Activity:
Copy out all the entries below, word for word.

Dataset entries
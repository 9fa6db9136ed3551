//! Multi-version concurrency control core of the EmberDB storage engine.
//!
//! Per-key version chains over a grow-only object vector, snapshot
//! isolation visibility, write-write conflict detection at install time,
//! and a commit-time serializability certifier (the serial safety net)
//! with bounded reader tracking. Unlinked versions are reclaimed through
//! epoch-based deferral so chain traversals never race reclamation.
//!
//! The ordered key index and the durable log are consumed through the
//! seams in `ember-index` and `ember-log`; everything else lives here.

pub mod arena;
pub mod config;
pub mod context;
pub mod engine;
pub mod epoch;
pub mod gc;
pub mod metrics;
pub mod readers;
pub mod ssn;
pub mod store;
pub mod tuple;
pub mod txn;

pub use arena::VersionArena;
pub use config::{CommitProtocol, EngineConfig, MAX_CONTEXT_SLOTS, MAX_READER_SLOTS};
pub use context::{CommitWaitOutcome, CtxSnapshot, XidContext, XidTable};
pub use engine::{Engine, Table};
pub use epoch::{
    EpochGuard, EpochManager, EpochMetrics, EpochMetricsSnapshot, StalePinConfig,
    GLOBAL_EPOCH_METRICS,
};
pub use gc::PruneStats;
pub use metrics::{EngineMetrics, EngineMetricsSnapshot, GLOBAL_ENGINE_METRICS};
pub use readers::{ReaderSlots, Registration, PESSIMISTIC_BIT};
pub use store::ObjectVector;
pub use tuple::Version;
pub use txn::Transaction;
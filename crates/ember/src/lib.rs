//! EmberDB: a main-memory, multi-version OLTP storage engine.
//!
//! The facade crate: re-exports the public surface of the engine core and
//! its seams.
//!
//! ```
//! use ember::{Engine, EngineConfig, TxnFlags};
//!
//! let engine = Engine::new(EngineConfig::default());
//! let table = engine.create_table("accounts");
//!
//! let mut txn = engine.begin(TxnFlags::NONE)?;
//! engine.insert(&mut txn, &table, b"alice", b"100")?;
//! engine.commit(txn)?;
//!
//! let mut txn = engine.begin(TxnFlags::NONE)?;
//! assert_eq!(engine.read(&mut txn, &table, b"alice")?, Some(b"100".to_vec()));
//! engine.commit(txn)?;
//!
//! engine.shutdown();
//! # Ok::<(), ember::EmberError>(())
//! ```

pub use ember_error::{EmberError, Result};
pub use ember_index::{MemIndex, OrderedIndex};
pub use ember_log::{LogManager, LogRecord, LogRecordKind, TxLog};
pub use ember_mvcc::{
    CommitProtocol, Engine, EngineConfig, EngineMetricsSnapshot, PruneStats, Table, Transaction,
    GLOBAL_ENGINE_METRICS,
};
pub use ember_types::{AbortReason, FatPtr, Lsn, Oid, PtrTag, TxnFlags, TxnState, VersionIdx, Xid};
// ---------------------------------------------------------------------------
// Table
// ---------------------------------------------------------------------------

/// One named table: an ordered key index plus the version-chain store.
pub struct Table {
    name: String,
    fid: u32,
    index: Box<dyn OrderedIndex>,
    heads: ObjectVector,
}

impl Table {
    #[must_use]
    pub fn name(&self) -> &str {
        &self.name
    }

    /// Table (file) identifier used in log records.
    #[must_use]
    pub const fn fid(&self) -> u32 {
        self.fid
    }

    #[must_use]
    pub fn index(&self) -> &dyn OrderedIndex {
        self.index.as_ref()
    }

    pub(crate) fn heads(&self) -> &ObjectVector {
        &self.heads
    }
}

impl std::fmt::Debug for Table {
    fn fmt(&self, f: &mut std::fmt::Formatter<'_>) -> std::fmt::Result {
        f.debug_struct("Table")
            .field("name", &self.name)
            .field("fid", &self.fid)
            .finish_non_exhaustive()
    }
}

// ---------------------------------------------------------------------------
// Engine
// ---------------------------------------------------------------------------

/// What kind of write an installation request is.
#[derive(Debug, Clone, Copy, PartialEq, Eq)]
enum WriteKind {
    Insert,
    Update,
    Remove,
}

/// Outcome of a write installation attempt.
#[derive(Debug, Clone, Copy, PartialEq, Eq)]
enum WriteOutcome {
    Installed,
    Duplicate,
    NotFound,
    Conflict,
}

/// The storage engine.
pub struct Engine {
    cfg: EngineConfig,
    log: LogManager,
    contexts: XidTable,
    epochs: Arc<EpochManager>,
    readers: ReaderSlots,
    arena: Arc<VersionArena>,
    tables: RwLock<HashMap<String, Arc<Table>>>,
    next_fid: AtomicU32,
    /// Serializes maintenance pruning so retired versions are freed once.
    pub(crate) gc_lock: Mutex<()>,
}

Result of this task:
repository 9fa6db9136ed3551
//! Multi-version concurrency control core of the EmberDB storage engine.
//!
//! Per-key version chains over a grow-only object vector, snapshot
//! isolation visibility, write-write conflict detection at install time,
//! and a commit-time serializability certifier (the serial safety net)
//! with bounded reader tracking. Unlinked versions are reclaimed through
//! epoch-based deferral so chain traversals never race reclamation.
//!
//! The ordered key index and the durable log are consumed through the
//! seams in `ember-index` and `ember-log`; everything else lives here.

pub mod arena;
pub mod config;
pub mod context;
pub mod engine;
pub mod epoch;
pub mod gc;
pub mod metrics;
pub mod readers;
pub mod ssn;
pub mod store;
pub mod tuple;
pub mod txn;

pub use arena::VersionArena;
pub use config::{CommitProtocol, EngineConfig, MAX_CONTEXT_SLOTS, MAX_READER_SLOTS};
pub use context::{CommitWaitOutcome, CtxSnapshot, XidContext, XidTable};
pub use engine::{Engine, Table};
pub use epoch::{
    EpochGuard, EpochManager, EpochMetrics, EpochMetricsSnapshot, StalePinConfig,
    GLOBAL_EPOCH_METRICS,
};
pub use gc::PruneStats;
pub use metrics::{EngineMetrics, EngineMetricsSnapshot, GLOBAL_ENGINE_METRICS};
pub use readers::{ReaderSlots, Registration, PESSIMISTIC_BIT};
pub use store::ObjectVector;
pub use tuple::Version;
pub use txn::Transaction;
filename crates/ember/src/lib.rs
//! EmberDB: a main-memory, multi-version OLTP storage engine.
//!
//! The facade crate: re-exports the public surface of the engine core and
//! its seams.
//!
//! ```
//! use ember::{Engine, EngineConfig, TxnFlags};
//!
//! let engine = Engine::new(EngineConfig::default());
//! let table = engine.create_table("accounts");
//!
//! let mut txn = engine.begin(TxnFlags::NONE)?;
//! engine.insert(&mut txn, &table, b"alice", b"100")?;
//! engine.commit(txn)?;
//!
//! let mut txn = engine.begin(TxnFlags::NONE)?;
//! assert_eq!(engine.read(&mut txn, &table, b"alice")?, Some(b"100".to_vec()));
//! engine.commit(txn)?;
//!
//! engine.shutdown();
//! # Ok::<(), ember::EmberError>(())
//! ```

pub use ember_error::{EmberError, Result};
pub use ember_index::{MemIndex, OrderedIndex};
pub use ember_log::{LogManager, LogRecord, LogRecordKind, TxLog};
pub use ember_mvcc::{
    CommitProtocol, Engine, EngineConfig, EngineMetricsSnapshot, PruneStats, Table, Transaction,
    GLOBAL_ENGINE_METRICS,
};
pub use ember_types::{AbortReason, FatPtr, Lsn, Oid, PtrTag, TxnFlags, TxnState, VersionIdx, Xid};
// ---------------------------------------------------------------------------
// Table
// ---------------------------------------------------------------------------

/// One named table: an ordered key index plus the version-chain store.
pub struct Table {
    name: String,
    fid: u32,
    index: Box<dyn OrderedIndex>,
    heads: ObjectVector,
}

impl Table {
    #[must_use]
    pub fn name(&self) -> &str {
        &self.name
    }

    /// Table (file) identifier used in log records.
    #[must_use]
    pub const fn fid(&self) -> u32 {
        self.fid
    }

    #[must_use]
    pub fn index(&self) -> &dyn OrderedIndex {
        self.index.as_ref()
    }

    pub(crate) fn heads(&self) -> &ObjectVector {
        &self.heads
    }
}

impl std::fmt::Debug for Table {
    fn fmt(&self, f: &mut std::fmt::Formatter<'_>) -> std::fmt::Result {
        f.debug_struct("Table")
            .field("name", &self.name)
            .field("fid", &self.fid)
            .finish_non_exhaustive()
    }
}

// ---------------------------------------------------------------------------
// Engine
// ---------------------------------------------------------------------------

/// What kind of write an installation request is.
#[derive(Debug, Clone, Copy, PartialEq, Eq)]
enum WriteKind {
    Insert,
    Update,
    Remove,
}

/// Outcome of a write installation attempt.
#[derive(Debug, Clone, Copy, PartialEq, Eq)]
enum WriteOutcome {
    Installed,
    Duplicate,
    NotFound,
    Conflict,
}

/// The storage engine.
pub struct Engine {
    cfg: EngineConfig,
    log: LogManager,
    contexts: XidTable,
    epochs: Arc<EpochManager>,
    readers: ReaderSlots,
    arena: Arc<VersionArena>,
    tables: RwLock<HashMap<String, Arc<Table>>>,
    next_fid: AtomicU32,
    /// Serializes maintenance pruning so retired versions are freed once.
    pub(crate) gc_lock: Mutex<()>,
}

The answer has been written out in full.